**PROVIDED MATERIAL:**

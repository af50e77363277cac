//! Account repository
//!
//! Persistence for accounts: lookups by the keys the session service needs,
//! insert with uniqueness checks, and removal. Every write touches only the
//! columns its operation owns, so a concurrent logout or login is never
//! overwritten by a stale copy of the row.

use crate::auth::account::{Account, NewAccount};
use crate::auth::jwt::Role;
use crate::domain::AccountId;
use crate::errors::{Error, Result};
use crate::storage::DbPool;
use async_trait::async_trait;
use chrono::{DateTime, Utc};
use sqlx::FromRow;
use tracing::instrument;

const ACCOUNT_COLUMNS: &str = "id, full_name, email, password_hash, session_token, is_activated, activation_link, role, created_at, updated_at";

#[derive(Debug, Clone, FromRow)]
struct AccountRow {
    pub id: i64,
    pub full_name: String,
    pub email: String,
    pub password_hash: String,
    pub session_token: Option<String>,
    pub is_activated: bool,
    pub activation_link: String,
    pub role: String,
    pub created_at: DateTime<Utc>,
    pub updated_at: DateTime<Utc>,
}

impl TryFrom<AccountRow> for Account {
    type Error = Error;

    fn try_from(row: AccountRow) -> Result<Self> {
        let role: Role = row
            .role
            .parse()
            .map_err(|_| Error::internal(format!("Unknown account role '{}'", row.role)))?;

        Ok(Account {
            id: AccountId::new(row.id),
            full_name: row.full_name,
            email: row.email,
            password_hash: row.password_hash,
            session_token: row.session_token,
            is_activated: row.is_activated,
            activation_link: row.activation_link,
            role,
            created_at: row.created_at,
            updated_at: row.updated_at,
        })
    }
}

/// Storage contract for accounts. Email and activation link are unique.
#[async_trait]
pub trait AccountRepository: Send + Sync {
    /// All accounts in id order
    async fn find_all(&self) -> Result<Vec<Account>>;

    async fn find_by_email(&self, email: &str) -> Result<Option<Account>>;

    async fn find_by_id(&self, id: AccountId) -> Result<Option<Account>>;

    async fn find_by_activation_link(&self, link: &str) -> Result<Option<Account>>;

    /// Insert a new account and return its assigned id.
    /// A duplicate email or activation link is a `Conflict`.
    async fn insert(&self, account: NewAccount) -> Result<AccountId>;

    /// Replace the stored session token. `None` revokes the session.
    async fn update_token(&self, id: AccountId, token: Option<&str>) -> Result<()>;

    /// Clear the session of whichever account holds `token`.
    /// Returns whether an account was affected.
    async fn clear_token_by_token(&self, token: &str) -> Result<bool>;

    /// Mark the account activated. Returns false if it already was.
    async fn set_activated(&self, id: AccountId) -> Result<bool>;

    /// Change name and email. A taken email is a `Conflict`.
    async fn update_profile(&self, id: AccountId, full_name: &str, email: &str) -> Result<()>;

    /// Swap in a new password hash, but only while `current_link` is still
    /// the account's link. The link is replaced by `next_link`, the session
    /// is revoked and the account counts as activated.
    /// Returns false if the link no longer matches.
    async fn replace_password(
        &self,
        id: AccountId,
        current_link: &str,
        password_hash: &str,
        next_link: &str,
    ) -> Result<bool>;

    async fn set_role(&self, id: AccountId, role: Role) -> Result<()>;

    /// Returns whether an account was removed.
    async fn delete_by_email(&self, email: &str) -> Result<bool>;
}

#[derive(Debug, Clone)]
pub struct SqlxAccountRepository {
    pool: DbPool,
}

impl SqlxAccountRepository {
    pub fn new(pool: DbPool) -> Self {
        Self { pool }
    }

    async fn fetch_one_by(
        &self,
        column: &str,
        value: &str,
        context: &str,
    ) -> Result<Option<Account>> {
        let sql = format!("SELECT {} FROM accounts WHERE {} = $1", ACCOUNT_COLUMNS, column);
        let row = sqlx::query_as::<_, AccountRow>(&sql)
            .bind(value)
            .fetch_optional(&self.pool)
            .await
            .map_err(|err| Error::database(err, context))?;

        row.map(Account::try_from).transpose()
    }
}

/// Map a unique-constraint failure to `Conflict`, anything else to a database error.
fn write_error(err: sqlx::Error, context: &str) -> Error {
    if let sqlx::Error::Database(db_err) = &err {
        if db_err.is_unique_violation() {
            let message = db_err.message();
            if message.contains("accounts.email") {
                return Error::conflict("An account with this email already exists", "account");
            }
            if message.contains("accounts.activation_link") {
                return Error::conflict("Activation link already in use", "account");
            }
            return Error::conflict("Account already exists", "account");
        }
    }
    Error::database(err, context)
}

#[async_trait]
impl AccountRepository for SqlxAccountRepository {
    #[instrument(skip(self), name = "db_find_all_accounts")]
    async fn find_all(&self) -> Result<Vec<Account>> {
        let sql = format!("SELECT {} FROM accounts ORDER BY id", ACCOUNT_COLUMNS);
        let rows = sqlx::query_as::<_, AccountRow>(&sql)
            .fetch_all(&self.pool)
            .await
            .map_err(|err| Error::database(err, "Failed to list accounts"))?;

        rows.into_iter().map(Account::try_from).collect()
    }

    #[instrument(skip(self), fields(email = %email), name = "db_find_account_by_email")]
    async fn find_by_email(&self, email: &str) -> Result<Option<Account>> {
        self.fetch_one_by("email", email, "Failed to fetch account by email").await
    }

    #[instrument(skip(self), fields(account_id = %id), name = "db_find_account_by_id")]
    async fn find_by_id(&self, id: AccountId) -> Result<Option<Account>> {
        let sql = format!("SELECT {} FROM accounts WHERE id = $1", ACCOUNT_COLUMNS);
        let row = sqlx::query_as::<_, AccountRow>(&sql)
            .bind(id.get())
            .fetch_optional(&self.pool)
            .await
            .map_err(|err| Error::database(err, "Failed to fetch account"))?;

        row.map(Account::try_from).transpose()
    }

    #[instrument(skip(self, link), name = "db_find_account_by_activation_link")]
    async fn find_by_activation_link(&self, link: &str) -> Result<Option<Account>> {
        self.fetch_one_by("activation_link", link, "Failed to fetch account by activation link")
            .await
    }

    #[instrument(skip(self, account), fields(email = %account.email), name = "db_insert_account")]
    async fn insert(&self, account: NewAccount) -> Result<AccountId> {
        let now = Utc::now();
        let result = sqlx::query(
            r#"
            INSERT INTO accounts (full_name, email, password_hash, session_token, is_activated, activation_link, role, created_at, updated_at)
            VALUES ($1, $2, $3, NULL, 0, $4, $5, $6, $7)
            "#,
        )
        .bind(&account.full_name)
        .bind(&account.email)
        .bind(&account.password_hash)
        .bind(&account.activation_link)
        .bind(account.role.as_str())
        .bind(now)
        .bind(now)
        .execute(&self.pool)
        .await
        .map_err(|err| write_error(err, "Failed to create account"))?;

        Ok(AccountId::new(result.last_insert_rowid()))
    }

    #[instrument(skip(self, token), fields(account_id = %id, revoke = token.is_none()), name = "db_update_account_token")]
    async fn update_token(&self, id: AccountId, token: Option<&str>) -> Result<()> {
        let result = sqlx::query(
            "UPDATE accounts SET session_token = $1, updated_at = $2 WHERE id = $3",
        )
        .bind(token)
        .bind(Utc::now())
        .bind(id.get())
        .execute(&self.pool)
        .await
        .map_err(|err| Error::database(err, "Failed to update session token"))?;

        if result.rows_affected() == 0 {
            return Err(Error::not_found("Account", id.to_string()));
        }

        Ok(())
    }

    #[instrument(skip(self, token), name = "db_clear_account_token")]
    async fn clear_token_by_token(&self, token: &str) -> Result<bool> {
        let result = sqlx::query(
            "UPDATE accounts SET session_token = NULL, updated_at = $1 WHERE session_token = $2",
        )
        .bind(Utc::now())
        .bind(token)
        .execute(&self.pool)
        .await
        .map_err(|err| Error::database(err, "Failed to clear session token"))?;

        Ok(result.rows_affected() > 0)
    }

    #[instrument(skip(self), fields(account_id = %id), name = "db_activate_account")]
    async fn set_activated(&self, id: AccountId) -> Result<bool> {
        let result = sqlx::query(
            "UPDATE accounts SET is_activated = 1, updated_at = $1 WHERE id = $2 AND is_activated = 0",
        )
        .bind(Utc::now())
        .bind(id.get())
        .execute(&self.pool)
        .await
        .map_err(|err| Error::database(err, "Failed to activate account"))?;

        Ok(result.rows_affected() > 0)
    }

    #[instrument(skip(self, full_name), fields(account_id = %id, email = %email), name = "db_update_account_profile")]
    async fn update_profile(&self, id: AccountId, full_name: &str, email: &str) -> Result<()> {
        let result = sqlx::query(
            "UPDATE accounts SET full_name = $1, email = $2, updated_at = $3 WHERE id = $4",
        )
        .bind(full_name)
        .bind(email)
        .bind(Utc::now())
        .bind(id.get())
        .execute(&self.pool)
        .await
        .map_err(|err| write_error(err, "Failed to update account profile"))?;

        if result.rows_affected() == 0 {
            return Err(Error::not_found("Account", id.to_string()));
        }

        Ok(())
    }

    #[instrument(
        skip(self, current_link, password_hash, next_link),
        fields(account_id = %id),
        name = "db_replace_account_password"
    )]
    async fn replace_password(
        &self,
        id: AccountId,
        current_link: &str,
        password_hash: &str,
        next_link: &str,
    ) -> Result<bool> {
        let result = sqlx::query(
            r#"
            UPDATE accounts
            SET password_hash = $1, activation_link = $2, session_token = NULL,
                is_activated = 1, updated_at = $3
            WHERE id = $4 AND activation_link = $5
            "#,
        )
        .bind(password_hash)
        .bind(next_link)
        .bind(Utc::now())
        .bind(id.get())
        .bind(current_link)
        .execute(&self.pool)
        .await
        .map_err(|err| write_error(err, "Failed to replace password"))?;

        Ok(result.rows_affected() > 0)
    }

    #[instrument(skip(self), fields(account_id = %id, role = %role), name = "db_set_account_role")]
    async fn set_role(&self, id: AccountId, role: Role) -> Result<()> {
        let result = sqlx::query("UPDATE accounts SET role = $1, updated_at = $2 WHERE id = $3")
            .bind(role.as_str())
            .bind(Utc::now())
            .bind(id.get())
            .execute(&self.pool)
            .await
            .map_err(|err| Error::database(err, "Failed to change account role"))?;

        if result.rows_affected() == 0 {
            return Err(Error::not_found("Account", id.to_string()));
        }

        Ok(())
    }

    #[instrument(skip(self), fields(email = %email), name = "db_delete_account")]
    async fn delete_by_email(&self, email: &str) -> Result<bool> {
        let result = sqlx::query("DELETE FROM accounts WHERE email = $1")
            .bind(email)
            .execute(&self.pool)
            .await
            .map_err(|err| Error::database(err, "Failed to delete account"))?;

        Ok(result.rows_affected() > 0)
    }
}
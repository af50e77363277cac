use std::net::SocketAddr;

use axum::Router;
use tokio::net::TcpListener;
use tracing::{info, warn};

use crate::config::ServerConfig;
use crate::errors::{Error, Result};

use super::routes::{build_router, ApiState};

pub async fn start_api_server(config: &ServerConfig, state: ApiState) -> Result<()> {
    let addr: SocketAddr = config
        .bind_address()
        .parse()
        .map_err(|e| Error::config(format!("Invalid API address: {}", e)))?;

    let router: Router = build_router(state, config.enable_cors);

    let listener = TcpListener::bind(addr).await.map_err(|e| Error::Io {
        source: e,
        context: format!("Failed to bind API server to {}", addr),
    })?;

    info!(address = %addr, cors = config.enable_cors, "Starting HTTP API server");
    run_http_server(listener, router).await?;

    info!("API server shutdown completed");
    Ok(())
}

async fn run_http_server(listener: TcpListener, router: Router) -> Result<()> {
    axum::serve(listener, router)
        .with_graceful_shutdown(async {
            if let Err(e) = tokio::signal::ctrl_c().await {
                warn!(error = %e, "API server shutdown listener failed");
            }
        })
        .await
        .map_err(|e| Error::Io { source: e, context: "API server error".to_string() })
}
//! # Observability Infrastructure
//!
//! Structured logging for the accountplane service. Metrics and trace export
//! are not part of this service; `tracing` spans and fields are.

pub mod logging;

pub use logging::{init_logging, log_config_info};
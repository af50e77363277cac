//! # Database Migration Management
//!
//! Schema evolution using SQL migrations embedded in the binary. Applied
//! versions are recorded in `_accountplane_migrations` so each file runs once.

use crate::errors::{Error, Result};
use crate::storage::DbPool;
use serde::{Deserialize, Serialize};
use sqlx::Row;
use tracing::{error, info, warn};

/// Embedded migrations, ordered by version prefix.
const MIGRATIONS: &[(&str, &str)] = &[(
    "20250101000001_create_accounts",
    include_str!("../../migrations/20250101000001_create_accounts.sql"),
)];

/// Migration information structure
#[derive(Debug, Clone, Serialize, Deserialize)]
pub struct MigrationInfo {
    pub version: i64,
    pub description: String,
    pub installed_on: chrono::DateTime<chrono::Utc>,
    pub execution_time: i64,
    pub checksum: Vec<u8>,
}

/// Run all pending database migrations
pub async fn run_migrations(pool: &DbPool) -> Result<()> {
    info!("Starting database migration process");

    create_migration_table(pool).await?;

    let applied = get_applied_migration_versions(pool).await?;

    let mut migrations_run = 0;
    for (filename, sql) in MIGRATIONS {
        let version = extract_version_from_filename(filename)?;

        if applied.contains(&version) {
            info!(version = version, "Migration already applied: {}", filename);
            continue;
        }

        info!(version = version, "Running migration: {}", filename);
        let start_time = std::time::Instant::now();

        let mut tx = pool
            .begin()
            .await
            .map_err(|e| Error::database(e, "Failed to start migration transaction"))?;

        sqlx::raw_sql(sql).execute(&mut *tx).await.map_err(|e| {
            error!(error = %e, migration = filename, "Migration failed");
            Error::database(e, format!("Migration failed: {}", filename))
        })?;

        let execution_time = start_time.elapsed().as_millis() as i64;
        let checksum = calculate_checksum(sql);
        let now = chrono::Utc::now();

        sqlx::query(
            "INSERT INTO _accountplane_migrations (version, description, checksum, execution_time, installed_on) VALUES ($1, $2, $3, $4, $5)"
        )
        .bind(version)
        .bind(*filename)
        .bind(&checksum)
        .bind(execution_time)
        .bind(now)
        .execute(&mut *tx)
        .await
        .map_err(|e| {
            error!(error = %e, migration = filename, "Failed to record migration");
            Error::database(e, format!("Failed to record migration: {}", filename))
        })?;

        tx.commit()
            .await
            .map_err(|e| Error::database(e, "Failed to commit migration transaction"))?;

        migrations_run += 1;
        info!(
            version = version,
            execution_time_ms = execution_time,
            "Migration completed: {}",
            filename
        );
    }

    if migrations_run > 0 {
        info!(count = migrations_run, "Database migrations completed");
    } else {
        info!("No pending migrations");
    }

    Ok(())
}

async fn create_migration_table(pool: &DbPool) -> Result<()> {
    sqlx::query(
        r#"
        CREATE TABLE IF NOT EXISTS _accountplane_migrations (
            version BIGINT PRIMARY KEY,
            description TEXT NOT NULL,
            checksum BLOB NOT NULL,
            execution_time BIGINT NOT NULL,
            installed_on DATETIME NOT NULL DEFAULT CURRENT_TIMESTAMP
        )
    "#,
    )
    .execute(pool)
    .await
    .map_err(|e| Error::database(e, "Failed to create migration tracking table"))?;

    Ok(())
}

fn is_missing_table(err: &sqlx::Error) -> bool {
    matches!(err, sqlx::Error::Database(db_err) if db_err.message().contains("no such table"))
}

async fn get_applied_migration_versions(pool: &DbPool) -> Result<Vec<i64>> {
    let rows = sqlx::query("SELECT version FROM _accountplane_migrations ORDER BY version")
        .fetch_all(pool)
        .await;

    match rows {
        Ok(rows) => Ok(rows.into_iter().map(|row| row.get::<i64, _>("version")).collect()),
        // First run
        Err(e) if is_missing_table(&e) => Ok(Vec::new()),
        Err(e) => Err(Error::database(e, "Failed to get applied migrations")),
    }
}

fn extract_version_from_filename(filename: &str) -> Result<i64> {
    let version_str = filename
        .split('_')
        .next()
        .ok_or_else(|| Error::validation(format!("Invalid migration filename: {}", filename)))?;

    version_str
        .parse::<i64>()
        .map_err(|_| Error::validation(format!("Invalid version in filename: {}", filename)))
}

fn calculate_checksum(content: &str) -> Vec<u8> {
    use std::collections::hash_map::DefaultHasher;
    use std::hash::{Hash, Hasher};

    let mut hasher = DefaultHasher::new();
    content.hash(&mut hasher);
    hasher.finish().to_le_bytes().to_vec()
}

/// Check that exactly the embedded migrations have been applied.
pub async fn validate_migrations(pool: &DbPool) -> Result<bool> {
    let applied_versions = get_applied_migration_versions(pool).await?;
    let expected_versions: Vec<i64> = MIGRATIONS
        .iter()
        .map(|(filename, _)| extract_version_from_filename(filename))
        .collect::<Result<Vec<_>>>()?;

    for expected in &expected_versions {
        if !applied_versions.contains(expected) {
            warn!(version = expected, "Missing migration");
            return Ok(false);
        }
    }

    for applied in &applied_versions {
        if !expected_versions.contains(applied) {
            warn!(version = applied, "Unexpected migration found");
            return Ok(false);
        }
    }

    Ok(true)
}

/// Get the current migration version (highest applied)
pub async fn get_migration_version(pool: &DbPool) -> Result<i64> {
    let applied = get_applied_migration_versions(pool).await?;
    Ok(applied.into_iter().max().unwrap_or(0))
}

/// List all applied migrations
pub async fn list_applied_migrations(pool: &DbPool) -> Result<Vec<MigrationInfo>> {
    let rows = sqlx::query("SELECT version, description, checksum, execution_time, installed_on FROM _accountplane_migrations ORDER BY version")
        .fetch_all(pool)
        .await;

    match rows {
        Ok(rows) => Ok(rows
            .into_iter()
            .map(|row| MigrationInfo {
                version: row.get("version"),
                description: row.get("description"),
                installed_on: row.get("installed_on"),
                execution_time: row.get("execution_time"),
                checksum: row.get("checksum"),
            })
            .collect()),
        Err(e) if is_missing_table(&e) => Ok(Vec::new()),
        Err(e) => Err(Error::database(e, "Failed to list applied migrations")),
    }
}
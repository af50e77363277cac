//! # Structured Logging
//!
//! Subscriber installation plus the per-request span used by the HTTP
//! adapter.

use tracing_subscriber::{fmt, layer::SubscriberExt, util::SubscriberInitExt, EnvFilter};

use crate::config::ObservabilityConfig;
use crate::errors::{Error, Result};

/// Create a tracing span for request tracking.
///
/// ```rust,ignore
/// let span = request_span!("POST", "/api/v1/login");
/// ```
#[macro_export]
macro_rules! request_span {
    ($method:expr, $path:expr) => {
        tracing::info_span!(
            "http_request",
            method = %$method,
            path = %$path,
            request_id = %uuid::Uuid::new_v4(),
            account_id = tracing::field::Empty
        )
    };
    ($method:expr, $path:expr, $($field:tt)*) => {
        tracing::info_span!(
            "http_request",
            method = %$method,
            path = %$path,
            request_id = %uuid::Uuid::new_v4(),
            account_id = tracing::field::Empty,
            $($field)*
        )
    };
}

/// Build the filter from `RUST_LOG`, falling back to the configured level.
pub fn build_env_filter(config: &ObservabilityConfig) -> Result<EnvFilter> {
    match EnvFilter::try_from_default_env() {
        Ok(filter) => Ok(filter),
        Err(_) => EnvFilter::try_new(&config.log_level).map_err(|e| {
            Error::config(format!("Invalid log level '{}': {}", config.log_level, e))
        }),
    }
}

/// Install the global subscriber.
///
/// Fails if a subscriber is already installed, which only happens in tests.
pub fn init_logging(config: &ObservabilityConfig) -> Result<()> {
    let filter = build_env_filter(config)?;
    let registry = tracing_subscriber::registry().with(filter);

    let installed = if config.json_logging {
        registry
            .with(fmt::layer().json().with_current_span(true).with_span_list(false))
            .try_init()
    } else {
        registry.with(fmt::layer().with_target(true)).try_init()
    };

    installed.map_err(|e| Error::config(format!("Failed to install log subscriber: {}", e)))
}

/// Log configuration at startup
pub fn log_config_info(config: &crate::config::AppConfig) {
    tracing::info!(
        service_name = %config.observability.service_name,
        server_address = %config.server.bind_address(),
        database_auto_migrate = config.database.auto_migrate,
        token_expiry_seconds = config.auth.token_expiry_seconds,
        admin_email_count = config.auth.admin_emails.len(),
        mail_enabled = config.notification.mail_enabled(),
        "accountplane configuration"
    );
}
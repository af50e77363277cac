//! Account domain models and data structures.
//!
//! This module defines the stored account record, its public projection,
//! and the plain-value requests accepted by the session service.

use chrono::{DateTime, Utc};
use serde::{Deserialize, Serialize};
use std::fmt;

use crate::auth::jwt::Role;
use crate::domain::AccountId;

/// Stored representation of an account.
#[derive(Clone, PartialEq, Eq)]
pub struct Account {
    pub id: AccountId,
    pub full_name: String,
    pub email: String,
    pub password_hash: String,
    pub session_token: Option<String>,
    pub is_activated: bool,
    pub activation_link: String,
    pub role: Role,
    pub created_at: DateTime<Utc>,
    pub updated_at: DateTime<Utc>,
}

impl Account {
    /// Project to the fields that may leave the service.
    pub fn view(&self) -> AccountView {
        AccountView {
            id: self.id,
            full_name: self.full_name.clone(),
            email: self.email.clone(),
            is_activated: self.is_activated,
            role: self.role,
        }
    }

    /// Whether `token` is the session currently stored for this account.
    pub fn holds_session(&self, token: &str) -> bool {
        matches!(self.session_token.as_deref(), Some(stored) if !stored.is_empty() && stored == token)
    }
}

impl fmt::Debug for Account {
    fn fmt(&self, f: &mut fmt::Formatter<'_>) -> fmt::Result {
        f.debug_struct("Account")
            .field("id", &self.id)
            .field("full_name", &self.full_name)
            .field("email", &self.email)
            .field("password_hash", &"<redacted>")
            .field("session_token", &self.session_token.as_ref().map(|_| "<redacted>"))
            .field("is_activated", &self.is_activated)
            .field("role", &self.role)
            .finish()
    }
}

/// Read-only account projection. Never carries the hash or the raw token.
#[derive(Debug, Clone, PartialEq, Eq, Serialize, Deserialize)]
#[serde(rename_all = "camelCase")]
pub struct AccountView {
    pub id: AccountId,
    pub full_name: String,
    pub email: String,
    pub is_activated: bool,
    pub role: Role,
}

/// New account insert payload. Accounts start inactive and without a session.
#[derive(Clone)]
pub struct NewAccount {
    pub full_name: String,
    pub email: String,
    pub password_hash: String,
    pub activation_link: String,
    pub role: Role,
}

/// Request to register a new account.
#[derive(Debug, Clone, Serialize, Deserialize)]
#[serde(rename_all = "camelCase")]
pub struct RegisterRequest {
    pub full_name: String,
    pub email: String,
    pub password: String,
}

/// Account credentials.
#[derive(Debug, Clone, Serialize, Deserialize)]
#[serde(rename_all = "camelCase")]
pub struct LoginRequest {
    pub email: String,
    pub password: String,
}

/// Self-service profile update. Only present fields change.
#[derive(Debug, Clone, Default, Serialize, Deserialize)]
#[serde(rename_all = "camelCase")]
pub struct UpdateAccountRequest {
    pub full_name: Option<String>,
    pub email: Option<String>,
}

impl UpdateAccountRequest {
    pub fn is_empty(&self) -> bool {
        self.full_name.is_none() && self.email.is_none()
    }
}

/// Password reset, proven by the activation link mailed to the account.
#[derive(Debug, Clone, Serialize, Deserialize)]
#[serde(rename_all = "camelCase")]
pub struct RestorePasswordRequest {
    pub email: String,
    pub activation_link: String,
    pub new_password: String,
}

/// Request for a password restore mail.
#[derive(Debug, Clone, Serialize, Deserialize)]
#[serde(rename_all = "camelCase")]
pub struct RestoreLinkRequest {
    pub email: String,
}

/// Logout carries the token in the body.
#[derive(Debug, Clone, Serialize, Deserialize)]
#[serde(rename_all = "camelCase")]
pub struct LogoutRequest {
    pub token: String,
}

/// Delete by email.
#[derive(Debug, Clone, Serialize, Deserialize)]
#[serde(rename_all = "camelCase")]
pub struct DeleteAccountRequest {
    pub email: String,
}

/// Successful registration.
#[derive(Debug, Clone, Serialize, Deserialize)]
#[serde(rename_all = "camelCase")]
pub struct RegisterResponse {
    pub token: String,
}

/// Successful login: the new token plus the account projection.
#[derive(Debug, Clone, Serialize, Deserialize)]
#[serde(rename_all = "camelCase")]
pub struct LoginResponse {
    pub token: String,
    pub account: AccountView,
}

#[cfg(test)]
mod tests {
    use super::*;

    fn account() -> Account {
        Account {
            id: AccountId::new(1),
            full_name: "Alice".to_string(),
            email: "a@x.com".to_string(),
            password_hash: "$argon2id$secret".to_string(),
            session_token: Some("token-1".to_string()),
            is_activated: false,
            activation_link: "link-1".to_string(),
            role: Role::User,
            created_at: Utc::now(),
            updated_at: Utc::now(),
        }
    }

    #[test]
    fn view_drops_secrets() {
        let view = account().view();
        let json = serde_json::to_string(&view).unwrap();

        assert!(json.contains("\"fullName\":\"Alice\""));
        assert!(json.contains("\"isActivated\":false"));
        assert!(json.contains("\"role\":\"user\""));
        assert!(!json.contains("argon2"));
        assert!(!json.contains("token-1"));
        assert!(!json.contains("link-1"));
    }

    #[test]
    fn debug_output_redacts_secrets() {
        let rendered = format!("{:?}", account());
        assert!(!rendered.contains("$argon2id$secret"));
        assert!(!rendered.contains("token-1"));
        assert!(rendered.contains("<redacted>"));
    }

    #[test]
    fn holds_session_requires_exact_non_empty_match() {
        let mut account = account();
        assert!(account.holds_session("token-1"));
        assert!(!account.holds_session("token-2"));

        account.session_token = Some(String::new());
        assert!(!account.holds_session(""));

        account.session_token = None;
        assert!(!account.holds_session("token-1"));
    }

    #[test]
    fn update_request_partial() {
        let request: UpdateAccountRequest =
            serde_json::from_str(r#"{ "fullName": "Alice B" }"#).unwrap();
        assert_eq!(request.full_name.as_deref(), Some("Alice B"));
        assert!(request.email.is_none());
        assert!(!request.is_empty());
        assert!(UpdateAccountRequest::default().is_empty());
    }

    #[test]
    fn restore_request_deserialization() {
        let request: RestorePasswordRequest = serde_json::from_str(
            r#"{ "email": "a@x.com", "activationLink": "abc", "newPassword": "pw2" }"#,
        )
        .unwrap();
        assert_eq!(request.activation_link, "abc");
        assert_eq!(request.new_password, "pw2");
    }
}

**ACTION ITEM:**
Restate the data verbatim through the "use tracing::instrument;" line.

**EXERCISE OUTPUT:**
repository af50e77363277cac
//! Account repository
//!
//! Persistence for accounts: lookups by the keys the session service needs,
//! insert with uniqueness checks, and removal. Every write touches only the
//! columns its operation owns, so a concurrent logout or login is never
//! overwritten by a stale copy of the row.

use crate::auth::account::{Account, NewAccount};
use crate::auth::jwt::Role;
use crate::domain::AccountId;
use crate::errors::{Error, Result};
use crate::storage::DbPool;
use async_trait::async_trait;
use chrono::{DateTime, Utc};
use sqlx::FromRow;
use tracing::instrument;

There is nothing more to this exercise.